Using the records below, find every line that includes "coding" and copy it.

╭─ SUPPLIED DATA

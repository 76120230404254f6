//! Recommendation Generator.
//!
//! Flow: validate → load profile → build prompt → one LLM call →
//!       parse JSON → validate shape → write to profile → return.
//!
//! No retries and no partial recovery. Every failure after validation surfaces to
//! the caller as INTERNAL; the distinct causes only show up in the logs.

use chrono::Utc;
use serde::Deserialize;
use serde_json::Value;
use tracing::{error, info, warn};

use crate::careers::prompts::{RECOMMENDATION_PROMPT_TEMPLATE, RECOMMENDATION_SYSTEM};
use crate::careers::require_field;
use crate::errors::AppError;
use crate::llm_client::prompts::{combine, fill_template, JSON_ONLY_INSTRUCTION};
use crate::llm_client::{strip_json_fences, CompletionProvider, GenerationConfig};
use crate::models::{CareerRecommendationSet, UserProfile};
use crate::store::DocumentStore;

/// Careers requested per generation. Logged when the model returns a different
/// count, never rejected.
pub const CAREER_COUNT: usize = 4;

#[derive(Debug, Clone, Default, Deserialize)]
#[serde(rename_all = "camelCase")]
pub struct GenerateRecommendationsRequest {
    #[serde(default)]
    pub user_id: Option<String>,
}

pub async fn generate_recommendations(
    store: &dyn DocumentStore,
    llm: &dyn CompletionProvider,
    request: &GenerateRecommendationsRequest,
) -> Result<CareerRecommendationSet, AppError> {
    let result = run(store, llm, request).await;
    match &result {
        Ok(set) => info!(
            "Generated {} career recommendations for user {}",
            set.careers.len(),
            request.user_id.as_deref().unwrap_or_default()
        ),
        Err(e) => error!("Error in generate_recommendations: {e}"),
    }
    result
}

async fn run(
    store: &dyn DocumentStore,
    llm: &dyn CompletionProvider,
    request: &GenerateRecommendationsRequest,
) -> Result<CareerRecommendationSet, AppError> {
    let user_id = require_field(request.user_id.as_deref(), "userId is required")?;

    let profile = store
        .get_profile(user_id)
        .await?
        .ok_or_else(|| AppError::NotFound("User profile not found".to_string()))?;

    let prompt = combine(RECOMMENDATION_SYSTEM, &build_recommendation_prompt(&profile));
    let raw = llm.complete(&prompt, &GenerationConfig::default()).await?;

    let mut recommendations = parse_recommendations(&raw)?;

    let now = Utc::now();
    recommendations.generated_at = Some(now);
    store
        .save_recommendations(user_id, &recommendations, now)
        .await?;

    Ok(recommendations)
}

/// Fills the recommendation template from the profile.
pub fn build_recommendation_prompt(profile: &UserProfile) -> String {
    let skills = if profile.skills.is_empty() {
        "None specified".to_string()
    } else {
        profile.skills.join(", ")
    };

    let career_count = CAREER_COUNT.to_string();

    fill_template(
        RECOMMENDATION_PROMPT_TEMPLATE,
        &[
            ("interests", or_not_specified(&profile.interests)),
            ("academics", or_not_specified(&profile.academics)),
            ("skills", skills.as_str()),
            ("career_count", career_count.as_str()),
            ("json_only_instruction", JSON_ONLY_INSTRUCTION),
        ],
    )
}

fn or_not_specified(value: &str) -> &str {
    if value.trim().is_empty() {
        "Not specified"
    } else {
        value
    }
}

/// Parse-then-validate. Not JSON → `MalformedJson`; JSON of the wrong shape →
/// `SchemaMismatch`. The raw text is logged on either failure.
pub fn parse_recommendations(raw: &str) -> Result<CareerRecommendationSet, AppError> {
    let value: Value = serde_json::from_str(strip_json_fences(raw)).map_err(|e| {
        error!("Failed to parse AI response: {e}");
        error!("Raw response: {raw}");
        AppError::MalformedJson(e.to_string())
    })?;

    let mut set: CareerRecommendationSet = serde_json::from_value(value).map_err(|e| {
        error!("AI response has unexpected shape: {e}");
        error!("Raw response: {raw}");
        AppError::SchemaMismatch(e.to_string())
    })?;

    validate_shape(&set).map_err(|reason| {
        error!("AI response failed validation: {reason}");
        error!("Raw response: {raw}");
        AppError::SchemaMismatch(reason)
    })?;

    if set.careers.len() != CAREER_COUNT {
        warn!(
            "Expected {CAREER_COUNT} careers, model returned {}",
            set.careers.len()
        );
    }

    // The timestamp is ours to stamp.
    set.generated_at = None;
    Ok(set)
}

fn validate_shape(set: &CareerRecommendationSet) -> Result<(), String> {
    if set.careers.is_empty() {
        return Err("careers list is empty".to_string());
    }
    for (i, career) in set.careers.iter().enumerate() {
        if career.title.trim().is_empty() {
            return Err(format!("career {i} has an empty title"));
        }
    }
    Ok(())
}

#[cfg(test)]
mod tests {
    use super::*;
    use crate::errors::ErrorKind;
    use crate::llm_client::testing::ScriptedProvider;
    use crate::llm_client::LlmError;
    use crate::store::MemoryDocumentStore;
    use serde_json::json;

    fn four_careers() -> Value {
        let career = |title: &str| {
            json!({
                "title": title,
                "description": format!("{title} build things. They ship often."),
                "reasoning": "Matches your interest in AI.",
                "requiredSkills": ["Python", "Statistics", "SQL", "Communication"]
            })
        };
        json!({
            "careers": [
                career("Machine Learning Engineer"),
                career("Data Scientist"),
                career("AI Product Manager"),
                career("Research Assistant")
            ]
        })
    }

    async fn store_with_profile() -> MemoryDocumentStore {
        let store = MemoryDocumentStore::new();
        let mut profile = UserProfile::new("u1");
        profile.interests = "AI".to_string();
        profile.academics = "CS".to_string();
        profile.skills = vec!["Python".to_string()];
        store.put_profile(&profile).await.unwrap();
        store
    }

    fn request(user_id: Option<&str>) -> GenerateRecommendationsRequest {
        GenerateRecommendationsRequest {
            user_id: user_id.map(str::to_string),
        }
    }

    #[tokio::test]
    async fn test_end_to_end_stores_model_output() {
        let store = store_with_profile().await;
        let llm = ScriptedProvider::replying(vec![Ok(four_careers().to_string())]);

        let set = generate_recommendations(&store, &llm, &request(Some("u1")))
            .await
            .unwrap();
        assert_eq!(set.careers.len(), 4);
        assert!(set.generated_at.is_some());

        let profile = store.get_profile("u1").await.unwrap().unwrap();
        assert!(profile.has_generated_recommendations);
        let stored = profile.career_recommendations.unwrap();
        assert_eq!(
            serde_json::to_value(&stored.careers).unwrap(),
            four_careers()["careers"]
        );
        assert_eq!(stored.generated_at, profile.last_recommendation_update);
    }

    #[tokio::test]
    async fn test_prompt_embeds_profile() {
        let store = store_with_profile().await;
        let llm = ScriptedProvider::replying(vec![Ok(four_careers().to_string())]);

        generate_recommendations(&store, &llm, &request(Some("u1")))
            .await
            .unwrap();

        let calls = llm.calls.lock().unwrap();
        let (prompt, config) = &calls[0];
        assert!(prompt.starts_with(RECOMMENDATION_SYSTEM));
        assert!(prompt.contains("- Interests: AI"));
        assert!(prompt.contains("- Academic Strengths: CS"));
        assert!(prompt.contains("- Existing Skills: Python"));
        assert!(prompt.contains("Recommend exactly 4 diverse"));
        assert_eq!(*config, GenerationConfig::default());
    }

    #[tokio::test]
    async fn test_missing_user_id_fails_before_any_call() {
        let store = store_with_profile().await;
        let llm = ScriptedProvider::replying(vec![Ok(four_careers().to_string())]);

        for user_id in [None, Some(""), Some("   ")] {
            let err = generate_recommendations(&store, &llm, &request(user_id))
                .await
                .unwrap_err();
            assert_eq!(err.kind(), ErrorKind::InvalidArgument);
        }
        assert_eq!(llm.call_count(), 0);
    }

    #[tokio::test]
    async fn test_missing_profile_is_not_found() {
        let store = MemoryDocumentStore::new();
        let llm = ScriptedProvider::replying(vec![Ok(four_careers().to_string())]);

        let err = generate_recommendations(&store, &llm, &request(Some("ghost")))
            .await
            .unwrap_err();
        assert_eq!(err.kind(), ErrorKind::NotFound);
        assert_eq!(llm.call_count(), 0);
    }

    #[tokio::test]
    async fn test_non_json_response_is_internal_and_writes_nothing() {
        let store = store_with_profile().await;
        let llm = ScriptedProvider::replying(vec![Ok(
            "Sure! Here are four careers you might enjoy...".to_string()
        )]);

        let err = generate_recommendations(&store, &llm, &request(Some("u1")))
            .await
            .unwrap_err();
        assert!(matches!(err, AppError::MalformedJson(_)));
        assert_eq!(err.kind(), ErrorKind::Internal);

        let profile = store.get_profile("u1").await.unwrap().unwrap();
        assert!(profile.career_recommendations.is_none());
        assert!(!profile.has_generated_recommendations);
    }

    #[tokio::test]
    async fn test_provider_failure_is_internal() {
        let store = store_with_profile().await;
        let llm = ScriptedProvider::replying(vec![Err(LlmError::Api {
            status: 503,
            message: "overloaded".to_string(),
        })]);

        let err = generate_recommendations(&store, &llm, &request(Some("u1")))
            .await
            .unwrap_err();
        assert_eq!(err.kind(), ErrorKind::Internal);
        assert_eq!(llm.call_count(), 1);
    }

    #[test]
    fn test_wrong_shape_is_schema_mismatch() {
        let err = parse_recommendations(r#"{"jobs": []}"#).unwrap_err();
        assert!(matches!(err, AppError::SchemaMismatch(_)));

        let err = parse_recommendations(r#"{"careers": []}"#).unwrap_err();
        assert!(matches!(err, AppError::SchemaMismatch(_)));

        let err = parse_recommendations(
            r#"{"careers": [{"title": " ", "description": "", "reasoning": "", "requiredSkills": []}]}"#,
        )
        .unwrap_err();
        assert!(matches!(err, AppError::SchemaMismatch(_)));
    }

    #[test]
    fn test_fenced_json_is_accepted() {
        let raw = format!("```json\n{}\n```", four_careers());
        let set = parse_recommendations(&raw).unwrap();
        assert_eq!(set.careers[1].title, "Data Scientist");
    }

    #[test]
    fn test_model_supplied_timestamp_is_dropped() {
        let mut value = four_careers();
        value["generatedAt"] = json!("1999-01-01T00:00:00Z");
        let set = parse_recommendations(&value.to_string()).unwrap();
        assert!(set.generated_at.is_none());
    }

    #[test]
    fn test_profile_text_is_not_expanded_as_placeholders() {
        let mut profile = UserProfile::new("u1");
        profile.interests = "coding {skills} and {career_count}".to_string();
        profile.skills = vec!["Rust".to_string()];

        let prompt = build_recommendation_prompt(&profile);
        assert!(prompt.contains("- Interests: coding {skills} and {career_count}"));
        assert!(prompt.contains("- Existing Skills: Rust"));
        assert!(prompt.contains("Recommend exactly 4 diverse"));
    }

    #[tokio::test]
    async fn test_other_career_counts_are_accepted_and_stored() {
        let store = store_with_profile().await;
        let mut reply = four_careers();
        reply["careers"].as_array_mut().unwrap().pop();
        let llm = ScriptedProvider::replying(vec![Ok(reply.to_string())]);

        let set = generate_recommendations(&store, &llm, &request(Some("u1")))
            .await
            .unwrap();
        assert_eq!(set.careers.len(), 3);

        let profile = store.get_profile("u1").await.unwrap().unwrap();
        assert!(profile.has_generated_recommendations);
        assert_eq!(profile.career_recommendations.unwrap().careers.len(), 3);
    }

    #[test]
    fn test_prompt_placeholders_for_empty_profile() {
        let prompt = build_recommendation_prompt(&UserProfile::new("u1"));
        assert!(prompt.contains("- Interests: Not specified"));
        assert!(prompt.contains("- Academic Strengths: Not specified"));
        assert!(prompt.contains("- Existing Skills: None specified"));
        assert!(!prompt.contains("{interests}"));
        assert!(!prompt.contains("{json_only_instruction}"));
    }
}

╰─

* OUTPUT OF THE EXERCISE
        profile.interests = "coding {skills} and {career_count}".to_string();
        assert!(prompt.contains("- Interests: coding {skills} and {career_count}"));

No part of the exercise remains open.